PROBLEM REQUIREMENTS
From the entries below, transcribe exactly the lines between the line holding "use tokio::sync::mpsc;" and the line holding "without holding it.", inclusive; skip all other lines.

[Entries taken from a collection]

//! Nacos client tests against a mocked open API.

use proxy_config_sync::error::SyncError;
use proxy_config_sync::remote::{
    ChangeEvent, ChangeListener, ChangeNotification, FetchFailure, NacosClient, RemoteConfigClient,
};
use std::sync::Arc;
use std::time::Duration;
use tokio::sync::mpsc;
use wiremock::matchers::{body_string_contains, header_exists, method, path, query_param};
use wiremock::{Mock, MockServer, ResponseTemplate};

const CONFIGS: &str = "/nacos/v1/cs/configs";
const LISTENER: &str = "/nacos/v1/cs/configs/listener";

fn client(server: &MockServer) -> NacosClient {
    NacosClient::builder()
        .with_base_url(format!("{}/nacos", server.uri()))
        .with_namespace("prod")
        .with_timeout(Duration::from_secs(2))
        .with_long_poll_timeout(Duration::from_millis(500))
        .with_retry_delay(Duration::from_millis(50))
        .build()
        .unwrap()
}

fn channel_listener() -> (ChangeListener, mpsc::UnboundedReceiver<ChangeEvent>) {
    let (tx, rx) = mpsc::unbounded_channel();
    let listener: ChangeListener = Arc::new(move |event| {
        let _ = tx.send(event);
    });
    (listener, rx)
}

/// Drain everything the listener received within `window`.
async fn collect_events(
    rx: &mut mpsc::UnboundedReceiver<ChangeEvent>,
    window: Duration,
) -> Vec<ChangeEvent> {
    let mut events = Vec::new();
    let _ = tokio::time::timeout(window, async {
        while let Some(event) = rx.recv().await {
            events.push(event);
        }
    })
    .await;
    events
}

async fn requests_to(server: &MockServer, route: &str) -> usize {
    server
        .received_requests()
        .await
        .unwrap_or_default()
        .iter()
        .filter(|request| request.url.path() == route)
        .count()
}

/// Reports a change for every long poll without holding it.
async fn mount_eager_listener(server: &MockServer) {
    Mock::given(method("POST"))
        .and(path(LISTENER))
        .respond_with(ResponseTemplate::new(200).set_body_string("app%02DEFAULT%02prod%01"))
        .mount(server)
        .await;
}

/// Answers every long poll with "no change" after a short hold.
async fn mount_quiet_listener(server: &MockServer) {
    Mock::given(method("POST"))
        .and(path(LISTENER))
        .respond_with(ResponseTemplate::new(200).set_delay(Duration::from_millis(100)))
        .mount(server)
        .await;
}

#[tokio::test]
async fn test_fetch_returns_content() {
    let server = MockServer::start().await;
    Mock::given(method("GET"))
        .and(path(CONFIGS))
        .and(query_param("dataId", "app"))
        .and(query_param("group", "DEFAULT"))
        .and(query_param("tenant", "prod"))
        .respond_with(ResponseTemplate::new(200).set_body_string("server{}"))
        .expect(1)
        .mount(&server)
        .await;

    let content = client(&server).fetch("app", "DEFAULT").await.unwrap();
    assert_eq!(content, "server{}");
}

#[tokio::test]
async fn test_fetch_missing_entry() {
    let server = MockServer::start().await;
    Mock::given(method("GET"))
        .and(path(CONFIGS))
        .respond_with(ResponseTemplate::new(404).set_body_string("config data not exist"))
        .mount(&server)
        .await;

    let err = client(&server).fetch("missing", "DEFAULT").await.unwrap_err();
    match err {
        SyncError::FetchError {
            remote_id, reason, ..
        } => {
            assert_eq!(remote_id, "missing");
            assert!(reason.contains("not found"));
        }
        other => panic!("unexpected error: {other}"),
    }
}

#[tokio::test]
async fn test_fetch_server_error() {
    let server = MockServer::start().await;
    Mock::given(method("GET"))
        .and(path(CONFIGS))
        .respond_with(ResponseTemplate::new(500))
        .mount(&server)
        .await;

    let err = client(&server).fetch("app", "DEFAULT").await.unwrap_err();
    assert!(matches!(err, SyncError::FetchError { .. }));
}

#[tokio::test]
async fn test_fetch_unreachable() {
    let client = NacosClient::builder()
        .with_base_url("http://127.0.0.1:9/nacos")
        .with_timeout(Duration::from_millis(500))
        .build()
        .unwrap();

    assert!(matches!(
        client.fetch("app", "DEFAULT").await,
        Err(SyncError::FetchError { .. })
    ));
}

#[tokio::test]
async fn test_subscribe_delivers_change() {
    let server = MockServer::start().await;
    Mock::given(method("GET"))
        .and(path(CONFIGS))
        .respond_with(ResponseTemplate::new(200).set_body_string("server{}"))
        .up_to_n_times(1)
        .with_priority(1)
        .mount(&server)
        .await;
    Mock::given(method("GET"))
        .and(path(CONFIGS))
        .respond_with(ResponseTemplate::new(200).set_body_string("server{listen 80;}"))
        .mount(&server)
        .await;
    Mock::given(method("POST"))
        .and(path(LISTENER))
        .and(header_exists("Long-Pulling-Timeout"))
        .and(body_string_contains("Listening-Configs=app%02DEFAULT%02"))
        .respond_with(ResponseTemplate::new(200).set_body_string("app%02DEFAULT%02prod%01"))
        .up_to_n_times(1)
        .with_priority(1)
        .mount(&server)
        .await;
    mount_quiet_listener(&server).await;

    let client = client(&server);
    assert_eq!(client.fetch("app", "DEFAULT").await.unwrap(), "server{}");

    let (listener, mut rx) = channel_listener();
    client.subscribe("app", "DEFAULT", listener).await.unwrap();
    assert_eq!(client.subscription_count(), 1);

    let change = tokio::time::timeout(Duration::from_secs(5), rx.recv())
        .await
        .unwrap()
        .unwrap();
    assert_eq!(
        change,
        ChangeEvent::Changed(ChangeNotification {
            namespace: "prod".to_string(),
            group: "DEFAULT".to_string(),
            remote_id: "app".to_string(),
            content: "server{listen 80;}".to_string(),
        })
    );
}

#[tokio::test]
async fn test_subscribe_skips_unchanged_content() {
    let server = MockServer::start().await;
    Mock::given(method("GET"))
        .and(path(CONFIGS))
        .respond_with(ResponseTemplate::new(200).set_body_string("server{}"))
        .mount(&server)
        .await;
    Mock::given(method("POST"))
        .and(path(LISTENER))
        .respond_with(ResponseTemplate::new(200).set_body_string("app%02DEFAULT%02prod%01"))
        .up_to_n_times(1)
        .with_priority(1)
        .mount(&server)
        .await;
    mount_quiet_listener(&server).await;

    let client = client(&server);
    client.fetch("app", "DEFAULT").await.unwrap();

    let (listener, mut rx) = channel_listener();
    client.subscribe("app", "DEFAULT", listener).await.unwrap();

    let received = tokio::time::timeout(Duration::from_millis(400), rx.recv()).await;
    assert!(received.is_err(), "no notification expected for identical content");
}

#[tokio::test]
async fn test_long_poll_failures_are_retried() {
    let server = MockServer::start().await;
    Mock::given(method("POST"))
        .and(path(LISTENER))
        .respond_with(ResponseTemplate::new(503))
        .up_to_n_times(2)
        .with_priority(1)
        .mount(&server)
        .await;
    Mock::given(method("POST"))
        .and(path(LISTENER))
        .respond_with(ResponseTemplate::new(200).set_body_string("app%02DEFAULT%02prod%01"))
        .up_to_n_times(1)
        .with_priority(2)
        .mount(&server)
        .await;
    mount_quiet_listener(&server).await;
    Mock::given(method("GET"))
        .and(path(CONFIGS))
        .respond_with(ResponseTemplate::new(200).set_body_string("server{listen 443;}"))
        .mount(&server)
        .await;

    let client = client(&server);
    let (listener, mut rx) = channel_listener();
    client.subscribe("app", "DEFAULT", listener).await.unwrap();

    let change = tokio::time::timeout(Duration::from_secs(5), rx.recv())
        .await
        .unwrap()
        .unwrap();
    match change {
        ChangeEvent::Changed(change) => assert_eq!(change.content, "server{listen 443;}"),
        other => panic!("unexpected event: {other:?}"),
    }
}

#[tokio::test]
async fn test_refetch_failure_is_reported_once() {
    let server = MockServer::start().await;
    mount_eager_listener(&server).await;
    Mock::given(method("GET"))
        .and(path(CONFIGS))
        .respond_with(ResponseTemplate::new(404).set_body_string("config data not exist"))
        .mount(&server)
        .await;

    let client = client(&server);
    let (listener, mut rx) = channel_listener();
    client.subscribe("app", "DEFAULT", listener).await.unwrap();

    let events = collect_events(&mut rx, Duration::from_millis(1200)).await;
    drop(client);

    assert_eq!(events.len(), 1, "expected a single report, got {events:?}");
    match &events[0] {
        ChangeEvent::FetchFailed(FetchFailure {
            namespace,
            group,
            remote_id,
            reason,
        }) => {
            assert_eq!(namespace, "prod");
            assert_eq!(group, "DEFAULT");
            assert_eq!(remote_id, "app");
            assert!(reason.contains("not found"));
        }
        other => panic!("unexpected event: {other:?}"),
    }

    // Retries back off from 50ms, so only a handful of fetches fit the window.
    let fetches = requests_to(&server, CONFIGS).await;
    assert!(fetches <= 8, "refetched {fetches} times");
}

#[tokio::test]
async fn test_refetch_recovers_after_failure() {
    let server = MockServer::start().await;
    mount_eager_listener(&server).await;
    Mock::given(method("GET"))
        .and(path(CONFIGS))
        .respond_with(ResponseTemplate::new(500))
        .up_to_n_times(3)
        .with_priority(1)
        .mount(&server)
        .await;
    Mock::given(method("GET"))
        .and(path(CONFIGS))
        .respond_with(ResponseTemplate::new(200).set_body_string("server{listen 8080;}"))
        .mount(&server)
        .await;

    let client = client(&server);
    let (listener, mut rx) = channel_listener();
    client.subscribe("app", "DEFAULT", listener).await.unwrap();

    let first = tokio::time::timeout(Duration::from_secs(5), rx.recv())
        .await
        .unwrap()
        .unwrap();
    assert!(matches!(first, ChangeEvent::FetchFailed(_)));

    let second = tokio::time::timeout(Duration::from_secs(5), rx.recv())
        .await
        .unwrap()
        .unwrap();
    match second {
        ChangeEvent::Changed(change) => assert_eq!(change.content, "server{listen 8080;}"),
        other => panic!("unexpected event: {other:?}"),
    }
}

#[tokio::test]
async fn test_unheld_long_polls_are_paced() {
    let server = MockServer::start().await;
    Mock::given(method("POST"))
        .and(path(LISTENER))
        .respond_with(ResponseTemplate::new(200))
        .mount(&server)
        .await;

    let client = NacosClient::builder()
        .with_base_url(format!("{}/nacos", server.uri()))
        .with_namespace("prod")
        .with_long_poll_timeout(Duration::from_millis(500))
        .with_min_poll_interval(Duration::from_millis(200))
        .build()
        .unwrap();
    let (listener, _rx) = channel_listener();
    client.subscribe("app", "DEFAULT", listener).await.unwrap();

    tokio::time::sleep(Duration::from_secs(1)).await;
    drop(client);

    let polls = requests_to(&server, LISTENER).await;
    assert!(polls >= 1, "no long poll was sent");
    assert!(polls <= 7, "sent {polls} long polls in one second");
}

WORKED SOLUTION
use tokio::sync::mpsc;
use wiremock::matchers::{body_string_contains, header_exists, method, path, query_param};
use wiremock::{Mock, MockServer, ResponseTemplate};

const CONFIGS: &str = "/nacos/v1/cs/configs";
const LISTENER: &str = "/nacos/v1/cs/configs/listener";

fn client(server: &MockServer) -> NacosClient {
    NacosClient::builder()
        .with_base_url(format!("{}/nacos", server.uri()))
        .with_namespace("prod")
        .with_timeout(Duration::from_secs(2))
        .with_long_poll_timeout(Duration::from_millis(500))
        .with_retry_delay(Duration::from_millis(50))
        .build()
        .unwrap()
}

fn channel_listener() -> (ChangeListener, mpsc::UnboundedReceiver<ChangeEvent>) {
    let (tx, rx) = mpsc::unbounded_channel();
    let listener: ChangeListener = Arc::new(move |event| {
        let _ = tx.send(event);
    });
    (listener, rx)
}

/// Drain everything the listener received within `window`.
async fn collect_events(
    rx: &mut mpsc::UnboundedReceiver<ChangeEvent>,
    window: Duration,
) -> Vec<ChangeEvent> {
    let mut events = Vec::new();
    let _ = tokio::time::timeout(window, async {
        while let Some(event) = rx.recv().await {
            events.push(event);
        }
    })
    .await;
    events
}

async fn requests_to(server: &MockServer, route: &str) -> usize {
    server
        .received_requests()
        .await
        .unwrap_or_default()
        .iter()
        .filter(|request| request.url.path() == route)
        .count()
}

/// Reports a change for every long poll without holding it.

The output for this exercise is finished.